<<<<

use super::Repositories;
use motorpool_application::use_cases::{
    ApplyDiscountAndCleanupUseCase, CreateCarUseCase, CreateManufacturerUseCase,
    CreateOwnerUseCase, DeleteCarUseCase, GetCarsUseCase, GetManufacturersUseCase,
    GetOwnersUseCase, UpdateCarUseCase,
};
use std::sync::Arc;

pub struct UseCases {
    pub discount_cleanup: Arc<ApplyDiscountAndCleanupUseCase>,
    pub get_cars: Arc<GetCarsUseCase>,
    pub create_car: Arc<CreateCarUseCase>,
    pub update_car: Arc<UpdateCarUseCase>,
    pub delete_car: Arc<DeleteCarUseCase>,
    pub get_manufacturers: Arc<GetManufacturersUseCase>,
    pub create_manufacturer: Arc<CreateManufacturerUseCase>,
    pub get_owners: Arc<GetOwnersUseCase>,
    pub create_owner: Arc<CreateOwnerUseCase>,
}

impl UseCases {
    pub fn new(repos: &Repositories) -> Self {
        Self {
            discount_cleanup: Arc::new(ApplyDiscountAndCleanupUseCase::new(repos.car.clone())),
            get_cars: Arc::new(GetCarsUseCase::new(repos.car.clone())),
            create_car: Arc::new(CreateCarUseCase::new(
                repos.car.clone(),
                repos.manufacturer.clone(),
                repos.owner.clone(),
            )),
            update_car: Arc::new(UpdateCarUseCase::new(
                repos.car.clone(),
                repos.manufacturer.clone(),
                repos.owner.clone(),
            )),
            delete_car: Arc::new(DeleteCarUseCase::new(repos.car.clone())),
            get_manufacturers: Arc::new(GetManufacturersUseCase::new(
                repos.manufacturer.clone(),
            )),
            create_manufacturer: Arc::new(CreateManufacturerUseCase::new(
                repos.manufacturer.clone(),
            )),
            get_owners: Arc::new(GetOwnersUseCase::new(repos.owner.clone())),
            create_owner: Arc::new(CreateOwnerUseCase::new(repos.owner.clone())),
        }
    }
}
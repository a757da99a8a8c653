mod database;
mod logging;

pub use database::init_database;
pub use logging::init_logging;

use motorpool_domain::{CliOverrides, Config};

pub fn load_config(path: Option<&str>, overrides: CliOverrides) -> anyhow::Result<Config> {
    let config = Config::load(path, overrides)?;
    config.validate()?;
    Ok(config)
}
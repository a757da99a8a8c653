use super::{parse_date, print_json};
use crate::di::UseCases;
use chrono::{DateTime, Utc};
use clap::Subcommand;

#[derive(Subcommand, Debug)]
pub enum OwnerCommand {
    /// Register an owner
    Add {
        #[arg(long)]
        name: String,
        /// RFC 3339 or YYYY-MM-DD
        #[arg(long, value_parser = parse_date)]
        purchase_date: DateTime<Utc>,
    },
    /// List owners
    List,
    /// Show one owner
    Show { id: i64 },
}

pub async fn run(use_cases: &UseCases, command: OwnerCommand) -> anyhow::Result<()> {
    match command {
        OwnerCommand::Add {
            name,
            purchase_date,
        } => print_json(&use_cases.create_owner.execute(name, purchase_date).await?),
        OwnerCommand::List => print_json(&use_cases.get_owners.get_all().await?),
        OwnerCommand::Show { id } => print_json(&use_cases.get_owners.get_by_id(id).await?),
    }
}
use crate::ports::CarRepository;
use motorpool_domain::{Car, DomainError};
use std::sync::Arc;
use tracing::{info, instrument};

pub struct DeleteCarUseCase {
    repo: Arc<dyn CarRepository>,
}

impl DeleteCarUseCase {
    pub fn new(repo: Arc<dyn CarRepository>) -> Self {
        Self { repo }
    }

    /// Returns the car as it was before deletion
    #[instrument(skip(self))]
    pub async fn execute(&self, id: i64) -> Result<Car, DomainError> {
        let car = self
            .repo
            .get_by_id(id)
            .await?
            .ok_or(DomainError::CarNotFound(id))?;

        self.repo.delete(id).await?;

        info!(car_id = id, "Car deleted successfully");

        Ok(car)
    }
}
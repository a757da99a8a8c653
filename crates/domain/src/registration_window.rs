//! Date-window arithmetic for the discount and cleanup sweeps.
//!
//! All boundaries are computed in UTC. Month subtraction clamps to the last
//! day of the target month (2024-03-31 minus one month is 2024-02-29).

use chrono::{DateTime, Datelike, Months, NaiveTime, TimeDelta, Utc};
use serde::Serialize;

const LAST_MILLISECOND_OF_DAY: i64 = 86_399_999;

/// Dates are persisted with a four-digit year.
pub const MIN_STORABLE_YEAR: i32 = 0;
pub const MAX_STORABLE_YEAR: i32 = 9999;

pub fn validate_storable_date(date: DateTime<Utc>) -> Result<(), String> {
    let year = date.year();
    if !(MIN_STORABLE_YEAR..=MAX_STORABLE_YEAR).contains(&year) {
        return Err(format!(
            "year must be within {}..={}, got {}",
            MIN_STORABLE_YEAR, MAX_STORABLE_YEAR, year
        ));
    }
    Ok(())
}

pub fn subtract_months(date: DateTime<Utc>, months: u32) -> DateTime<Utc> {
    date.checked_sub_months(Months::new(months))
        .unwrap_or(DateTime::<Utc>::MIN_UTC)
}

pub fn start_of_day(date: DateTime<Utc>) -> DateTime<Utc> {
    date.date_naive().and_time(NaiveTime::MIN).and_utc()
}

/// Last representable millisecond of the calendar day: 23:59:59.999.
pub fn end_of_day(date: DateTime<Utc>) -> DateTime<Utc> {
    let start = start_of_day(date);
    start
        .checked_add_signed(TimeDelta::milliseconds(LAST_MILLISECOND_OF_DAY))
        .unwrap_or(start)
}

/// Price multiplier for a discount percentage in `[0, 100]`.
pub fn discount_factor(percent: u8) -> f64 {
    debug_assert!(percent <= 100, "discount percent out of range: {percent}");
    f64::from(100u8.saturating_sub(percent)) / 100.0
}

/// Conjunction of bounds on a car's first registration date.
#[derive(Debug, Clone, Copy, Default, PartialEq, Eq, Serialize)]
pub struct RegistrationDateFilter {
    pub less_than: Option<DateTime<Utc>>,
    pub less_than_or_equal: Option<DateTime<Utc>>,
    pub greater_than_or_equal: Option<DateTime<Utc>>,
}

impl RegistrationDateFilter {
    pub fn older_than(boundary: DateTime<Utc>) -> Self {
        Self {
            less_than: Some(boundary),
            ..Self::default()
        }
    }

    pub fn between_inclusive(start: DateTime<Utc>, end: DateTime<Utc>) -> Self {
        Self {
            greater_than_or_equal: Some(start),
            less_than_or_equal: Some(end),
            ..Self::default()
        }
    }

    /// Records strictly before `start_of_day(reference - months_end)`.
    pub fn stale(reference: DateTime<Utc>, months_end: u32) -> Self {
        Self::older_than(start_of_day(subtract_months(reference, months_end)))
    }

    /// Records between `start_of_day(reference - months_end)` and
    /// `end_of_day(reference - months_start)`, both inclusive.
    pub fn discount_window(reference: DateTime<Utc>, months_start: u32, months_end: u32) -> Self {
        Self::between_inclusive(
            start_of_day(subtract_months(reference, months_end)),
            end_of_day(subtract_months(reference, months_start)),
        )
    }

    pub fn matches(&self, date: DateTime<Utc>) -> bool {
        self.less_than.map_or(true, |bound| date < bound)
            && self.less_than_or_equal.map_or(true, |bound| date <= bound)
            && self.greater_than_or_equal.map_or(true, |bound| date >= bound)
    }
}
use motorpool_domain::config::{LogFormat, LoggingConfig};
use tracing_subscriber::EnvFilter;

/// Logs go to stderr; stdout carries command output only. `RUST_LOG` wins
/// over the configured level.
pub fn init_logging(config: &LoggingConfig) {
    let filter =
        EnvFilter::try_from_default_env().unwrap_or_else(|_| EnvFilter::new(&config.level));

    let builder = tracing_subscriber::fmt()
        .with_env_filter(filter)
        .with_writer(std::io::stderr);

    match config.format {
        LogFormat::Json => builder.json().init(),
        LogFormat::Text => builder.init(),
    }
}
use serde::{Deserialize, Serialize};

use super::database::DatabaseConfig;
use super::errors::ConfigError;
use super::logging::LoggingConfig;
use super::maintenance::MaintenanceConfig;

const LOCAL_CONFIG_PATH: &str = "motorpool.toml";
const SYSTEM_CONFIG_PATH: &str = "/etc/motorpool/config.toml";

/// Main configuration structure for Motorpool
#[derive(Debug, Clone, Deserialize, Serialize, Default)]
pub struct Config {
    /// SQLite storage
    #[serde(default)]
    pub database: DatabaseConfig,

    /// Log level and output format
    #[serde(default)]
    pub logging: LoggingConfig,

    /// Discount-and-cleanup business constants
    #[serde(default)]
    pub maintenance: MaintenanceConfig,
}

impl Config {
    /// Load configuration from file or use defaults
    ///
    /// Priority order:
    /// 1. Explicitly provided path
    /// 2. motorpool.toml in current directory
    /// 3. /etc/motorpool/config.toml
    /// 4. Default configuration
    pub fn load(path: Option<&str>, cli_overrides: CliOverrides) -> Result<Self, ConfigError> {
        let mut config = match path.map(str::to_string).or_else(Self::get_config_path) {
            Some(path) => Self::from_file(&path)?,
            None => Self::default(),
        };

        config.apply_cli_overrides(cli_overrides);
        Ok(config)
    }

    pub fn from_toml_str(contents: &str) -> Result<Self, ConfigError> {
        toml::from_str(contents).map_err(|e| ConfigError::Parse(e.to_string()))
    }

    fn from_file(path: &str) -> Result<Self, ConfigError> {
        let contents = std::fs::read_to_string(path).map_err(|e| ConfigError::FileRead {
            path: path.to_string(),
            reason: e.to_string(),
        })?;
        Self::from_toml_str(&contents)
    }

    fn apply_cli_overrides(&mut self, overrides: CliOverrides) {
        if let Some(db) = overrides.database_path {
            self.database.path = db;
        }
        if let Some(level) = overrides.log_level {
            self.logging.level = level;
        }
    }

    pub fn validate(&self) -> Result<(), ConfigError> {
        if self.database.path.trim().is_empty() {
            return Err(ConfigError::Validation(
                "Database path cannot be empty".to_string(),
            ));
        }

        if self.database.max_connections == 0 {
            return Err(ConfigError::Validation(
                "database.max_connections must be at least 1".to_string(),
            ));
        }

        Ok(())
    }

    /// Get the path to the configuration file being used
    pub fn get_config_path() -> Option<String> {
        [LOCAL_CONFIG_PATH, SYSTEM_CONFIG_PATH]
            .into_iter()
            .find(|candidate| std::path::Path::new(candidate).exists())
            .map(str::to_string)
    }
}

/// Command-line overrides for configuration
#[derive(Debug, Default)]
pub struct CliOverrides {
    pub database_path: Option<String>,
    pub log_level: Option<String>,
}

>>>>

Exercise description
Lines holding the word "Serialize" are the answer; copy each one from the records above.

Output for this task
use serde::Serialize;
#[derive(Debug, Clone, Copy, Default, PartialEq, Eq, Serialize)]
use serde::{Deserialize, Serialize};
#[derive(Debug, Clone, Deserialize, Serialize, Default)]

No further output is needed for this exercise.